(Saved entries)
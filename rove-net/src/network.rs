use std::collections::BTreeMap;
use std::sync::Arc;

use miette::Diagnostic;
use rove_ast::AstError;
use rove_smt::Term;
use thiserror::Error;

use crate::route::RouteType;
use crate::symbolic::SymbolicParam;
use crate::topology::Topology;

/// Per-edge transfer over a symbolic route.
pub type RouteFn = Arc<dyn Fn(&Term) -> Result<Term, AstError> + Send + Sync>;
/// Binary route selection.
pub type MergeFn = Arc<dyn Fn(&Term, &Term) -> Term + Send + Sync>;
/// Time-indexed per-node invariant: `(route, time) -> bool`.
pub type AnnotationFn = Arc<dyn Fn(&Term, &Term) -> Result<Term, AstError> + Send + Sync>;
/// Per-node safety property over a route.
pub type PropertyFn = Arc<dyn Fn(&Term) -> Result<Term, AstError> + Send + Sync>;

#[derive(Debug, Error, Diagnostic)]
pub enum NetworkError {
    #[error("{map} is missing an entry for {key:?}")]
    #[diagnostic(code(rove::net))]
    MissingEntry { map: &'static str, key: String },

    #[error("{map} has an entry for {key:?}, which the topology does not contain")]
    #[diagnostic(code(rove::net))]
    ExtraEntry { map: &'static str, key: String },

    #[error(transparent)]
    #[diagnostic(transparent)]
    Ast(#[from] AstError),
}

/// A compiled network model: immutable once built, with every closure
/// `Send + Sync` so proof obligations can be solved concurrently.
pub struct Network {
    topology: Topology,
    route: RouteType,
    initial: BTreeMap<String, Term>,
    transfer: BTreeMap<(String, String), RouteFn>,
    merge: MergeFn,
    annotations: BTreeMap<String, AnnotationFn>,
    properties: BTreeMap<String, PropertyFn>,
    symbolics: Vec<SymbolicParam>,
    converge_time: i64,
}

impl std::fmt::Debug for Network {
    fn fmt(&self, f: &mut std::fmt::Formatter<'_>) -> std::fmt::Result {
        f.debug_struct("Network")
            .field("topology", &self.topology)
            .field("route", &self.route)
            .field("initial", &self.initial)
            .field("symbolics", &self.symbolics)
            .field("converge_time", &self.converge_time)
            .finish_non_exhaustive()
    }
}

impl Network {
    /// Build a network, checking that the per-node maps cover exactly the
    /// topology's nodes and the transfer map exactly its edges.
    #[allow(clippy::too_many_arguments)]
    pub fn new(
        topology: Topology,
        route: RouteType,
        initial: BTreeMap<String, Term>,
        transfer: BTreeMap<(String, String), RouteFn>,
        merge: MergeFn,
        annotations: BTreeMap<String, AnnotationFn>,
        properties: BTreeMap<String, PropertyFn>,
        symbolics: Vec<SymbolicParam>,
        converge_time: i64,
    ) -> Result<Network, NetworkError> {
        for (map, keys) in [
            (
                "initial routes",
                Box::new(initial.keys()) as Box<dyn Iterator<Item = &String>>,
            ),
            ("annotations", Box::new(annotations.keys()) as _),
            ("safety properties", Box::new(properties.keys()) as _),
        ] {
            let keys: Vec<&String> = keys.collect();
            for node in topology.nodes() {
                if !keys.iter().any(|k| *k == node) {
                    return Err(NetworkError::MissingEntry {
                        map,
                        key: node.to_string(),
                    });
                }
            }
            for key in keys {
                if !topology.contains(key) {
                    return Err(NetworkError::ExtraEntry {
                        map,
                        key: key.clone(),
                    });
                }
            }
        }
        for (u, v) in topology.edges() {
            if !transfer.contains_key(&(u.to_string(), v.to_string())) {
                return Err(NetworkError::MissingEntry {
                    map: "transfer functions",
                    key: format!("{u} -> {v}"),
                });
            }
        }
        if transfer.len() != topology.n_edges() {
            let extra = transfer
                .keys()
                .find(|(u, v)| !topology.predecessors(v).contains(u));
            if let Some((u, v)) = extra {
                return Err(NetworkError::ExtraEntry {
                    map: "transfer functions",
                    key: format!("{u} -> {v}"),
                });
            }
        }
        Ok(Network {
            topology,
            route,
            initial,
            transfer,
            merge,
            annotations,
            properties,
            symbolics,
            converge_time,
        })
    }

    pub fn topology(&self) -> &Topology {
        &self.topology
    }

    pub fn route(&self) -> &RouteType {
        &self.route
    }

    pub fn symbolics(&self) -> &[SymbolicParam] {
        &self.symbolics
    }

    pub fn converge_time(&self) -> i64 {
        self.converge_time
    }

    pub fn initial(&self, node: &str) -> Result<&Term, NetworkError> {
        self.initial
            .get(node)
            .ok_or_else(|| missing("initial routes", node))
    }

    pub fn transfer(&self, u: &str, v: &str, route: &Term) -> Result<Term, NetworkError> {
        let f = self
            .transfer
            .get(&(u.to_string(), v.to_string()))
            .ok_or_else(|| missing("transfer functions", &format!("{u} -> {v}")))?;
        Ok(f(route)?)
    }

    pub fn merge(&self, a: &Term, b: &Term) -> Term {
        (self.merge)(a, b)
    }

    pub fn annotation(&self, node: &str, route: &Term, time: &Term) -> Result<Term, NetworkError> {
        let f = self
            .annotations
            .get(node)
            .ok_or_else(|| missing("annotations", node))?;
        Ok(f(route, time)?)
    }

    pub fn property(&self, node: &str, route: &Term) -> Result<Term, NetworkError> {
        let f = self
            .properties
            .get(node)
            .ok_or_else(|| missing("safety properties", node))?;
        Ok(f(route)?)
    }

    /// The route `node` would select given each predecessor's current
    /// route: its initial route merged with every transferred neighbor
    /// route, folded left-to-right in predecessor order.
    pub fn candidate(
        &self,
        node: &str,
        neighbor_routes: &BTreeMap<String, Term>,
    ) -> Result<Term, NetworkError> {
        let mut selected = self.initial(node)?.clone();
        for u in self.topology.predecessors(node) {
            let incoming = neighbor_routes
                .get(u)
                .ok_or_else(|| missing("neighbor routes", u))?;
            let transferred = self.transfer(u, node, incoming)?;
            selected = self.merge(&selected, &transferred);
        }
        Ok(selected)
    }

    /// The conjunction of every symbolic parameter's constraint.
    pub fn assumptions(&self) -> Result<Term, AstError> {
        let encoded: Result<Vec<Term>, AstError> =
            self.symbolics.iter().map(SymbolicParam::encode).collect();
        Ok(Term::conj(encoded?))
    }
}

fn missing(map: &'static str, key: &str) -> NetworkError {
    NetworkError::MissingEntry {
        map,
        key: key.to_string(),
    }
}

#[cfg(test)]
mod tests {
    use super::*;
    use rove_smt::{Model, Value};

    fn trivial_parts(
        t: &Topology,
    ) -> (
        BTreeMap<String, Term>,
        BTreeMap<(String, String), RouteFn>,
        BTreeMap<String, AnnotationFn>,
        BTreeMap<String, PropertyFn>,
    ) {
        let initial = t.for_all_nodes(|_| Term::Bool(false));
        let transfer: BTreeMap<(String, String), RouteFn> =
            t.for_all_edges(|_, _| Arc::new(|r: &Term| Ok(r.clone())) as RouteFn);
        let annotations: BTreeMap<String, AnnotationFn> = t.for_all_nodes(|_| {
            Arc::new(|_: &Term, _: &Term| Ok(Term::Bool(true))) as AnnotationFn
        });
        let properties: BTreeMap<String, PropertyFn> =
            t.for_all_nodes(|_| Arc::new(|_: &Term| Ok(Term::Bool(true))) as PropertyFn);
        (initial, transfer, annotations, properties)
    }

    fn or_merge() -> MergeFn {
        Arc::new(|a, b| Term::or(a.clone(), b.clone()))
    }

    #[test]
    fn construction_checks_node_coverage() {
        let t = Topology::path(2);
        let (initial, transfer, annotations, properties) = trivial_parts(&t);
        let mut missing = initial.clone();
        missing.remove("n1");
        let err = Network::new(
            t,
            RouteType::boolean(),
            missing,
            transfer,
            or_merge(),
            annotations,
            properties,
            Vec::new(),
            5,
        )
        .unwrap_err();
        assert!(matches!(err, NetworkError::MissingEntry { key, .. } if key == "n1"));
    }

    #[test]
    fn construction_checks_edge_coverage() {
        let t = Topology::path(2);
        let (initial, mut transfer, annotations, properties) = trivial_parts(&t);
        transfer.insert(
            ("n1".to_string(), "n1".to_string()),
            Arc::new(|r: &Term| Ok(r.clone())),
        );
        let err = Network::new(
            t,
            RouteType::boolean(),
            initial,
            transfer,
            or_merge(),
            annotations,
            properties,
            Vec::new(),
            5,
        )
        .unwrap_err();
        assert!(matches!(err, NetworkError::ExtraEntry { .. }));
    }

    #[test]
    fn candidate_folds_initial_with_transferred_routes() {
        let t = Topology::path(2);
        let (mut initial, transfer, annotations, properties) = trivial_parts(&t);
        initial.insert("n0".to_string(), Term::Bool(true));
        let net = Network::new(
            t,
            RouteType::boolean(),
            initial,
            transfer,
            or_merge(),
            annotations,
            properties,
            Vec::new(),
            5,
        )
        .unwrap();

        let mut routes = BTreeMap::new();
        routes.insert("n0".to_string(), Term::Bool(true));
        routes.insert("n1".to_string(), Term::Bool(false));
        let candidate = net.candidate("n1", &routes).unwrap();
        assert_eq!(
            candidate.eval(&Model::new()).unwrap(),
            Value::Bool(true)
        );
        let nobody = net
            .candidate(
                "n1",
                &routes
                    .iter()
                    .map(|(k, _)| (k.clone(), Term::Bool(false)))
                    .collect(),
            )
            .unwrap();
        assert_eq!(nobody.eval(&Model::new()).unwrap(), Value::Bool(false));
    }

    #[test]
    fn lookups_outside_the_topology_return_errors() {
        let t = Topology::path(2);
        let (initial, transfer, annotations, properties) = trivial_parts(&t);
        let net = Network::new(
            t,
            RouteType::boolean(),
            initial,
            transfer,
            or_merge(),
            annotations,
            properties,
            Vec::new(),
            5,
        )
        .unwrap();

        assert!(matches!(
            net.initial("n9"),
            Err(NetworkError::MissingEntry { key, .. }) if key == "n9"
        ));
        assert!(matches!(
            net.annotation("n9", &Term::Bool(true), &Term::Int(0)),
            Err(NetworkError::MissingEntry { .. })
        ));
        assert!(matches!(
            net.property("n9", &Term::Bool(true)),
            Err(NetworkError::MissingEntry { .. })
        ));
        assert!(matches!(
            net.transfer("n0", "n9", &Term::Bool(true)),
            Err(NetworkError::MissingEntry { .. })
        ));
        // A neighbor map that skips a predecessor is caught too.
        assert!(matches!(
            net.candidate("n1", &BTreeMap::new()),
            Err(NetworkError::MissingEntry { map, .. }) if map == "neighbor routes"
        ));
    }
}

#### Task:
Using the records above, list each line that includes "predecessors".

#### Answer to this exercise:
                .find(|(u, v)| !topology.predecessors(v).contains(u));
        for u in self.topology.predecessors(node) {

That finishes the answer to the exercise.